Fig. 7.

Knocking down miR‐637 reversed anti‐stemness phenotypes conferred by shcircEPHB4. (A) The expression of miR‐637 was measured by qRT‐PCR in indicated LN229 cells. (B) The viability of indicated LN229 cells was measured by MTT assay for 1, 2, 3, 4 and 5 days, respectively. (C,D) The stemness of indicated cells was examined by neurosphere formation assay, with representative images of formed neurospheres shown in (C) and the quantification results in (D). (E,F) The expression of CD133 on the surface of indicated cells was examined by flow cytometry in (E) and the quantification results are shown in (F). (G,H) The expression levels of the stem‐cell markers Nestin, Oct4, Nanog, CD133 and CD44 were measured by Western blot in indicated cells (G) and quantified as the ratio to GAPDH (H).
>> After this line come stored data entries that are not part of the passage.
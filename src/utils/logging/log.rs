//! Logging utilities
//!
//! This module provides standardized logging functions for operations.

/// Log an operation start with consistent format
///
/// # Arguments
/// * `operation` - Description of the operation
/// * `target` - Series or input the operation works on
pub fn log_operation_start(operation: &str, target: &str) {
    log::debug!("{operation} {target}");
}

/// Log an operation completion with consistent format
///
/// # Arguments
/// * `operation` - Description of the operation
/// * `target` - Series or input the operation worked on
/// * `items` - Number of items processed
/// * `elapsed` - Optional elapsed time
pub fn log_operation_complete(
    operation: &str,
    target: &str,
    items: usize,
    elapsed: Option<std::time::Duration>,
) {
    if let Some(duration) = elapsed {
        log::info!("Successfully {operation} {items} items for {target} in {duration:?}");
    } else {
        log::info!("Successfully {operation} {items} items for {target}");
    }
}

/// Log an operation warning with consistent format
///
/// # Arguments
/// * `message` - Warning message
/// * `target` - Optional series or input related to the warning
pub fn log_warning(message: &str, target: Option<&str>) {
    if let Some(target) = target {
        log::warn!("{message}: {target}");
    } else {
        log::warn!("{message}");
    }
}
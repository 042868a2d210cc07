//! Anomaly detectors
//!
//! Three independent detectors share one shape: a pure mapping from a weekly
//! series to a [`MethodResult`]. They keep no state between calls and
//! re-derive every baseline from the series they are given.
//!
//! - [`EwmaDetector`] — exponentially weighted moving average chart
//! - [`CusumDetector`] — cumulative sum chart for small sustained shifts
//! - [`FarringtonDetector`] — comparison with historical weeks

pub mod baseline;
pub mod cusum;
pub mod ewma;
pub mod farrington;

pub use baseline::{Baseline, HistoryWeek, RollingBaseline};
pub use cusum::CusumDetector;
pub use ewma::EwmaDetector;
pub use farrington::{Expected, FarringtonDetector};

use rayon::prelude::*;

use crate::config::SurveillanceConfig;
use crate::models::{Method, MethodResult, MethodSelection, WeeklySeries};
use crate::parameters::SensitivityConfig;

/// A surveillance detector
pub trait Detector: Send + Sync {
    /// Run the detector over a full weekly series
    fn detect(&self, series: &WeeklySeries) -> MethodResult;
}

/// Build the detector for `method` from resolved parameters
#[must_use]
pub fn detector_for(
    method: Method,
    params: &SensitivityConfig,
    config: &SurveillanceConfig,
) -> Box<dyn Detector> {
    match method {
        Method::Ewma => Box::new(EwmaDetector::new(params.ewma, config.clone())),
        Method::Cusum => Box::new(CusumDetector::new(params.cusum, config.clone())),
        Method::Farrington => Box::new(FarringtonDetector::new(params.farrington, config.clone())),
    }
}

/// Run every selected method over `series`.
///
/// Results come back in canonical method order whether or not they were
/// computed in parallel.
#[must_use]
pub fn run_methods(
    series: &WeeklySeries,
    selection: &MethodSelection,
    params: &SensitivityConfig,
    config: &SurveillanceConfig,
) -> Vec<MethodResult> {
    let run = |method: &Method| detector_for(*method, params, config).detect(series);

    if config.use_parallel && selection.len() > 1 {
        selection.methods().par_iter().map(run).collect()
    } else {
        selection.methods().iter().map(run).collect()
    }
}
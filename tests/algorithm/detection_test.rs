//! Tests for the EWMA, CUSUM and Farrington-style detectors

use lab_surveillance::algorithm::detection::{
    CusumDetector, Detector, EwmaDetector, FarringtonDetector, run_methods,
};
use lab_surveillance::models::MethodStatus;
use lab_surveillance::parameters::Preset;
use lab_surveillance::{Method, MethodSelection, SurveillanceConfig};

use crate::utils::{outbreak_series, series_from_counts, series_from_rates};

fn standard() -> lab_surveillance::parameters::SensitivityConfig {
    Preset::Standard.config()
}

#[test]
fn test_stationary_series_never_alerts() {
    let config = SurveillanceConfig::default();
    for preset in Preset::ALL {
        let params = preset.config();
        let series = series_from_counts(&[(40, 4); 40]);
        let results = run_methods(&series, &MethodSelection::all(), &params, &config);

        assert_eq!(results.len(), 3);
        for result in &results {
            assert_eq!(result.status, MethodStatus::Evaluated, "{preset} {}", result.method);
            assert_eq!(result.alert_weeks(), 0, "{preset} {} alerted", result.method);
        }
    }
}

#[test]
fn test_all_zero_series_never_alerts() {
    let config = SurveillanceConfig::default();
    let series = series_from_counts(&[(25, 0); 20]);
    for result in run_methods(&series, &MethodSelection::all(), &standard(), &config) {
        assert_eq!(result.alert_weeks(), 0, "{} alerted on zeros", result.method);
        let latest = result.latest().unwrap();
        assert!(latest.control_limit.unwrap() > 0.0);
    }
}

#[test]
fn test_one_point_per_week_in_order() {
    let config = SurveillanceConfig::default();
    let series = series_from_counts(&[(30, 3), (0, 0), (30, 2), (30, 4), (30, 3), (30, 3)]);
    for result in run_methods(&series, &MethodSelection::all(), &standard(), &config) {
        assert_eq!(result.points.len(), series.len());
        for (point, bucket) in result.points.iter().zip(&series.buckets) {
            assert_eq!(point.week, bucket.week);
            assert_eq!(point.n, bucket.n);
        }
    }
}

#[test]
fn test_gap_weeks_have_no_limit_and_carry_the_statistic() {
    let config = SurveillanceConfig::default();
    let mut counts = vec![(40, 4); 10];
    counts.push((0, 0));
    counts.push((40, 4));
    let series = series_from_counts(&counts);

    let ewma = EwmaDetector::new(standard().ewma, config.clone()).detect(&series);
    let gap = &ewma.points[10];
    assert_eq!(gap.n, 0);
    assert_eq!(gap.control_limit, None);
    assert!(!gap.alert);
    assert_eq!(gap.statistic, ewma.points[9].statistic);
    // The week after the gap is evaluated again
    assert!(ewma.points[11].control_limit.is_some());

    let cusum = CusumDetector::new(standard().cusum, config.clone()).detect(&series);
    assert_eq!(cusum.points[10].control_limit, None);
    assert_eq!(cusum.points[10].statistic, cusum.points[9].statistic);

    let farrington = FarringtonDetector::new(standard().farrington, config).detect(&series);
    let gap = &farrington.points[10];
    assert_eq!(gap.control_limit, None);
    assert!(!gap.alert);
    assert_eq!(gap.statistic, farrington.points[9].statistic);
    assert!((gap.statistic - 0.1).abs() < 1e-12);
}

/// Weekly rate with an eight-week winter peak starting at week 20 of every 52
fn seasonal_rate(index: usize) -> (u32, f64) {
    if (20..28).contains(&(index % 52)) {
        (100, 0.30)
    } else {
        (100, 0.05)
    }
}

#[test]
fn test_seasonal_peak_is_expected_from_earlier_years() {
    // First peak of year three, preceded by eight quiet weeks
    let onset = 2 * 52 + 20;
    let rates: Vec<_> = (0..=onset).map(seasonal_rate).collect();
    // The earliest peaks are flagged against quiet weeks and must stay in history
    let config = SurveillanceConfig::builder().exclude_signal_weeks(false).build();
    let detector = FarringtonDetector::new(standard().farrington, config);

    let seasonal = detector.detect(&series_from_rates(&rates));
    let peak = seasonal.latest().unwrap();
    assert!((peak.statistic - 0.30).abs() < 1e-12);
    assert!(!peak.alert, "limit {:?}", peak.control_limit);
    assert!(peak.control_limit.unwrap() > 0.4);
    // Without earlier seasons the first peak week of year one was flagged
    assert!(seasonal.points[20].alert);

    // Same weeks with no earlier year to compare against
    let trailing = detector.detect(&series_from_rates(&rates[onset - 24..]));
    let peak = trailing.latest().unwrap();
    assert!((peak.statistic - 0.30).abs() < 1e-12);
    assert!(peak.alert);
    assert!(peak.control_limit.unwrap() < 0.1);
}

#[test]
fn test_single_event_after_zero_weeks_stays_within_chart_limits() {
    let config = SurveillanceConfig::default();
    let mut counts = vec![(25, 0); 10];
    counts.push((25, 1));
    let series = series_from_counts(&counts);

    let ewma = EwmaDetector::new(standard().ewma, config.clone()).detect(&series);
    let latest = ewma.latest().unwrap();
    assert!(!latest.alert, "ewma {} over {:?}", latest.statistic, latest.control_limit);
    assert!(latest.control_limit.unwrap() > 0.012);

    let cusum = CusumDetector::new(standard().cusum, config).detect(&series);
    let latest = cusum.latest().unwrap();
    assert!(!latest.alert, "cusum {}", latest.statistic);
    assert!(latest.statistic < 4.0);
}

#[test]
fn test_short_series_reports_insufficient_data() {
    let config = SurveillanceConfig::default();
    let series = series_from_counts(&[(20, 2), (20, 3), (20, 1)]);

    let ewma = EwmaDetector::new(standard().ewma, config.clone()).detect(&series);
    assert_eq!(ewma.status, MethodStatus::InsufficientData);
    assert!(ewma.points.iter().all(|p| p.control_limit.is_none() && !p.alert));

    let cusum = CusumDetector::new(standard().cusum, config.clone()).detect(&series);
    assert_eq!(cusum.status, MethodStatus::InsufficientData);
    assert!(cusum.points.iter().all(|p| p.statistic == 0.0));

    let farrington = FarringtonDetector::new(standard().farrington, config).detect(&series);
    assert_eq!(farrington.status, MethodStatus::InsufficientHistory);
}

#[test]
fn test_empty_series() {
    let config = SurveillanceConfig::default();
    let series = series_from_counts(&[]);
    for result in run_methods(&series, &MethodSelection::all(), &standard(), &config) {
        assert!(result.points.is_empty());
        assert_eq!(result.status, MethodStatus::InsufficientData);
    }
}

#[test]
fn test_outbreak_is_detected_by_every_method() {
    let config = SurveillanceConfig::default();
    let series = outbreak_series(8, 3);
    let results = run_methods(&series, &MethodSelection::all(), &standard(), &config);

    for result in &results {
        let latest = result.latest().unwrap();
        assert!(latest.alert, "{} missed the outbreak", result.method);
        // The first eight weeks are in control
        assert!(result.points[..8].iter().all(|p| !p.alert));
    }

    let ewma = &results[0];
    assert_eq!(ewma.method, Method::Ewma);
    let latest = ewma.latest().unwrap();
    assert!((latest.statistic - 0.345_65).abs() < 1e-4);
    assert!(latest.control_limit.unwrap() < 0.1);
}

#[test]
fn test_flagged_weeks_do_not_contaminate_the_baseline() {
    let series = outbreak_series(8, 6);
    let excluding = SurveillanceConfig::default();
    let including = SurveillanceConfig::builder().exclude_signal_weeks(false).build();

    let kept = EwmaDetector::new(standard().ewma, excluding).detect(&series);
    let mixed = EwmaDetector::new(standard().ewma, including).detect(&series);

    let kept_limit = kept.latest().unwrap().control_limit.unwrap();
    let mixed_limit = mixed.latest().unwrap().control_limit.unwrap();
    assert!(kept_limit < mixed_limit);
    assert!(kept.latest().unwrap().alert);
}

#[test]
fn test_higher_sensitivity_gives_tighter_limits() {
    let config = SurveillanceConfig::default();
    let series = series_from_rates(&[(60, 0.1); 16]);

    let limit = |preset: Preset| {
        let result =
            FarringtonDetector::new(preset.config().farrington, config.clone()).detect(&series);
        result.latest().unwrap().control_limit.unwrap()
    };
    assert!(limit(Preset::High) < limit(Preset::Standard));
    assert!(limit(Preset::Standard) < limit(Preset::Low));
}

#[test]
fn test_selection_controls_which_methods_run() {
    let config = SurveillanceConfig::default();
    let series = series_from_counts(&[(40, 4); 12]);
    let selection = MethodSelection::parse("farrington, ewma").unwrap();
    let results = run_methods(&series, &selection, &standard(), &config);
    let methods: Vec<_> = results.iter().map(|r| r.method).collect();
    assert_eq!(methods, vec![Method::Ewma, Method::Farrington]);

    let sequential = SurveillanceConfig::builder().use_parallel(false).build();
    assert_eq!(results, run_methods(&series, &selection, &standard(), &sequential));
}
LN229 cells were simultaneously manipulated for the levels of circEPHB4 and miR‐637 (shcircEPHB4 + miR‐637 inhibitor). Data are presented as mean ± SD from three independent experiments. Comparison between three or more groups was performed using one‐way ANOVA followed by Tukey’s post hoc test. *P < 0.05, **P < 0.01 and ***P < 0.001.